**Problem details**:
For the data below, restate word for word only the lines from the line containing "callback_setter!(on_tap, ProgressSnapshot);" through the line containing "pub fn snapshot(&self)", both ends included.

(Dataset entries)
* * * * * * *

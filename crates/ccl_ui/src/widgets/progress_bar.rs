//! Progress bar widget

use ccl_canvas::{Canvas, Color, FontSpec, HAlign, ImageData, Rect, Size, VAlign};
use serde::{Deserialize, Serialize};

use crate::callback::Callback;
use crate::constants::{
    CORNER_RADIUS, DEFAULT_FONT_SIZE, PROGRESS_BACKGROUND_COLOR, PROGRESS_FILL_COLOR, PROGRESS_MAX, PROGRESS_MIN,
    TEXT_COLOR,
};
use crate::event::Gesture;
use crate::widget::{EventResult, HitTestable, PaintOutcome, Paintable};

use super::radio_group::Arrangement;

/// Configuration for the progress bar widget
#[derive(Debug, Clone, PartialEq, Serialize, Deserialize)]
#[serde(default)]
pub struct ProgressBarConfig {
    /// Horizontal bars fill left to right, vertical ones bottom to top
    pub arrangement: Arrangement,
    pub before_label: String,
    pub after_label: String,
    pub corner_radius: f32,
    pub font_size: f32,
    pub text_color: Color,
    pub background_color: Color,
    pub fill_color: Color,
}

impl Default for ProgressBarConfig {
    fn default() -> Self {
        Self {
            arrangement: Arrangement::Horizontal,
            before_label: String::new(),
            after_label: "%".to_string(),
            corner_radius: CORNER_RADIUS,
            font_size: DEFAULT_FONT_SIZE,
            text_color: TEXT_COLOR,
            background_color: PROGRESS_BACKGROUND_COLOR,
            fill_color: PROGRESS_FILL_COLOR,
        }
    }
}

/// Image used for the filled part instead of a solid color.
#[derive(Debug, Clone)]
pub struct FillImage {
    pub image: ImageData,
    /// Draw the image across the whole bar and reveal only the filled part.
    /// Otherwise the image is squeezed into the filled part.
    pub clip: bool,
}

/// The range and value a progress bar reported when tapped.
#[derive(Debug, Clone, Copy, PartialEq, Serialize, Deserialize)]
pub struct ProgressSnapshot {
    pub min: f64,
    pub max: f64,
    pub value: f64,
}

/// Filled length of a bar of `extent` pixels: `value * extent / (max - min)`,
/// clamped to `[0, extent]`.
///
/// The value is scaled by the width of the range without subtracting `min`,
/// so a bar over `50..150` is full at `100`. Nothing fills while
/// `value <= min` or when the range is empty.
pub fn fill_length(min: f64, max: f64, value: f64, extent: f32) -> f32 {
    let range = max - min;
    if !(range > 0.0) || !(value > min) {
        return 0.0;
    }
    let length = value * f64::from(extent) / range;
    if length.is_nan() {
        return 0.0;
    }
    (length as f32).clamp(0.0, extent.max(0.0))
}

/// A bar showing a value between a minimum and maximum
pub struct ProgressBar<M> {
    min: f64,
    max: f64,
    value: f64,
    config: ProgressBarConfig,
    fill_image: Option<FillImage>,
    size: Size,
    on_tap: Callback<ProgressSnapshot, M>,
}

impl<M> ProgressBar<M> {
    pub fn new(value: f64) -> Self {
        Self {
            min: PROGRESS_MIN,
            max: PROGRESS_MAX,
            value,
            config: ProgressBarConfig::default(),
            fill_image: None,
            size: Size::new(200.0, 30.0),
            on_tap: Callback::none(),
        }
    }

    callback_setter!(on_tap, ProgressSnapshot);
    builder_field!(config, ProgressBarConfig);
    builder_field!(arrangement, config.arrangement, Arrangement);

    pub fn range(mut self, min: f64, max: f64) -> Self {
        self.min = min;
        self.max = max;
        self
    }

    pub fn fill_image(mut self, image: ImageData, clip: bool) -> Self {
        self.fill_image = Some(FillImage { image, clip });
        self
    }

    pub fn with_size(mut self, width: f32, height: f32) -> Self {
        self.size = Size::new(width, height);
        self
    }

    pub fn value(&self) -> f64 {
        self.value
    }

    pub fn set_value(&mut self, value: f64) {
        self.value = value;
    }

    pub fn snapshot(&self) -> ProgressSnapshot {
        ProgressSnapshot {
            min: self.min,
            max: self.max,
            value: self.value,
        }
    }

    /// Text drawn over the bar
    pub fn label(&self) -> String {
        format!("{}{}{}", self.config.before_label, self.value, self.config.after_label)
    }

    /// Filled part of the bar
    pub fn fill_rect(&self) -> Rect {
        let Size { width, height } = self.size;
        match self.config.arrangement {
            Arrangement::Horizontal => {
                let length = fill_length(self.min, self.max, self.value, width);
                Rect::new(0.0, 0.0, length, height)
            }
            Arrangement::Vertical => {
                let length = fill_length(self.min, self.max, self.value, height);
                Rect::new(0.0, height - length, width, length)
            }
        }
    }
}

impl<M> Paintable for ProgressBar<M> {
    fn size(&self) -> Size {
        self.size
    }

    fn resize(&mut self, size: Size) {
        self.size = size;
    }

    fn paint(&mut self, canvas: &mut dyn Canvas) -> PaintOutcome {
        let bounds = self.bounds();
        let config = &self.config;
        canvas.fill_rounded_rect(bounds, config.corner_radius, config.background_color);

        let fill = self.fill_rect();
        if !fill.is_empty() {
            match &self.fill_image {
                None => canvas.fill_rounded_rect(fill, config.corner_radius, config.fill_color),
                Some(FillImage { image, clip: true }) => {
                    canvas.save_state();
                    canvas.clip_rect(fill);
                    canvas.draw_image(image, bounds);
                    canvas.restore_state();
                }
                Some(FillImage { image, clip: false }) => canvas.draw_image(image, fill),
            }
        }

        let font = FontSpec::new(config.font_size).with_color(config.text_color);
        canvas.draw_string(&self.label(), bounds, HAlign::Center, VAlign::Center, &font);
        PaintOutcome::Settled
    }
}

impl<M> HitTestable<M> for ProgressBar<M> {
    fn on_gesture(&mut self, gesture: &Gesture) -> EventResult<M> {
        match *gesture {
            Gesture::Tap { position } if self.bounds().contains(position) => {
                log::debug!("ProgressBar: tapped at value {}", self.value);
                EventResult::from_parts(true, self.on_tap.call(self.snapshot()))
            }
            _ => EventResult::None,
        }
    }
}

#[cfg(test)]
mod tests {
    use super::*;
    use ccl_canvas::{DrawCommand, RecordingCanvas};

    #[test]
    fn test_fill_length() {
        assert_eq!(fill_length(0.0, 100.0, 25.0, 200.0), 50.0);
        assert_eq!(fill_length(0.0, 100.0, 100.0, 200.0), 200.0);
        assert_eq!(fill_length(0.0, 100.0, 150.0, 200.0), 200.0);
        assert_eq!(fill_length(0.0, 100.0, -5.0, 200.0), 0.0);
        assert_eq!(fill_length(10.0, 10.0, 10.0, 200.0), 0.0);
        assert_eq!(fill_length(0.0, 100.0, f64::NAN, 200.0), 0.0);
    }

    #[test]
    fn test_fill_scales_value_by_range_width() {
        // Not offset by min: 60 * 200 / 100
        assert_eq!(fill_length(50.0, 150.0, 60.0, 200.0), 120.0);
        assert_eq!(fill_length(50.0, 150.0, 100.0, 200.0), 200.0);
        // At or below min nothing is drawn, even though value * extent > 0
        assert_eq!(fill_length(50.0, 150.0, 50.0, 200.0), 0.0);
        assert_eq!(fill_length(50.0, 150.0, 20.0, 200.0), 0.0);

        let bar: ProgressBar<()> = ProgressBar::new(100.0).range(50.0, 150.0).with_size(200.0, 30.0);
        assert_eq!(bar.fill_rect(), Rect::new(0.0, 0.0, 200.0, 30.0));
    }

    #[test]
    fn test_label_format() {
        let bar: ProgressBar<()> = ProgressBar::new(42.0);
        assert_eq!(bar.label(), "42%");
        let bar: ProgressBar<()> = ProgressBar::new(2.5).config(ProgressBarConfig {
            before_label: "v=".to_string(),
            after_label: String::new(),
            ..Default::default()
        });
        assert_eq!(bar.label(), "v=2.5");
    }

    #[test]
    fn test_vertical_fills_from_bottom() {
        let bar: ProgressBar<()> = ProgressBar::new(25.0)
            .arrangement(Arrangement::Vertical)
            .with_size(30.0, 200.0);
        assert_eq!(bar.fill_rect(), Rect::new(0.0, 150.0, 30.0, 50.0));
    }

    #[test]
    fn test_zero_value_draws_no_fill() {
        let mut bar: ProgressBar<()> = ProgressBar::new(0.0);
        let mut canvas = RecordingCanvas::new();
        let _ = bar.paint(&mut canvas);
        let fills = canvas
            .commands()
            .iter()
            .filter(|cmd| matches!(cmd, DrawCommand::FillRoundedRect { .. }))
            .count();
        assert_eq!(fills, 1);
        assert_eq!(canvas.texts(), vec!["0%"]);
    }

    #[test]
    fn test_clipped_fill_image() {
        let image = ImageData::solid(4, 4, Color::BLUE).unwrap();
        let mut bar: ProgressBar<()> = ProgressBar::new(50.0).fill_image(image, true);
        let mut canvas = RecordingCanvas::new();
        let _ = bar.paint(&mut canvas);
        assert!(canvas
            .commands()
            .contains(&DrawCommand::ClipRect(Rect::new(0.0, 0.0, 100.0, 30.0))));
        assert_eq!(canvas.depth(), 0);
    }

    #[test]
    fn test_tap_reports_range_and_value() {
        let mut bar = ProgressBar::new(30.0).range(10.0, 50.0).on_tap(|snapshot| snapshot);
        let result = bar.on_gesture(&Gesture::tap(5.0, 5.0));
        assert_eq!(
            result.into_message(),
            Some(ProgressSnapshot {
                min: 10.0,
                max: 50.0,
                value: 30.0
            })
        );
        assert_eq!(bar.on_gesture(&Gesture::tap(500.0, 5.0)), EventResult::None);
    }
}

* * * * * * *

**Solution to the problem**:
    callback_setter!(on_tap, ProgressSnapshot);
    builder_field!(config, ProgressBarConfig);
    builder_field!(arrangement, config.arrangement, Arrangement);

    pub fn range(mut self, min: f64, max: f64) -> Self {
        self.min = min;
        self.max = max;
        self
    }

    pub fn fill_image(mut self, image: ImageData, clip: bool) -> Self {
        self.fill_image = Some(FillImage { image, clip });
        self
    }

    pub fn with_size(mut self, width: f32, height: f32) -> Self {
        self.size = Size::new(width, height);
        self
    }

    pub fn value(&self) -> f64 {
        self.value
    }

    pub fn set_value(&mut self, value: f64) {
        self.value = value;
    }

    pub fn snapshot(&self) -> ProgressSnapshot {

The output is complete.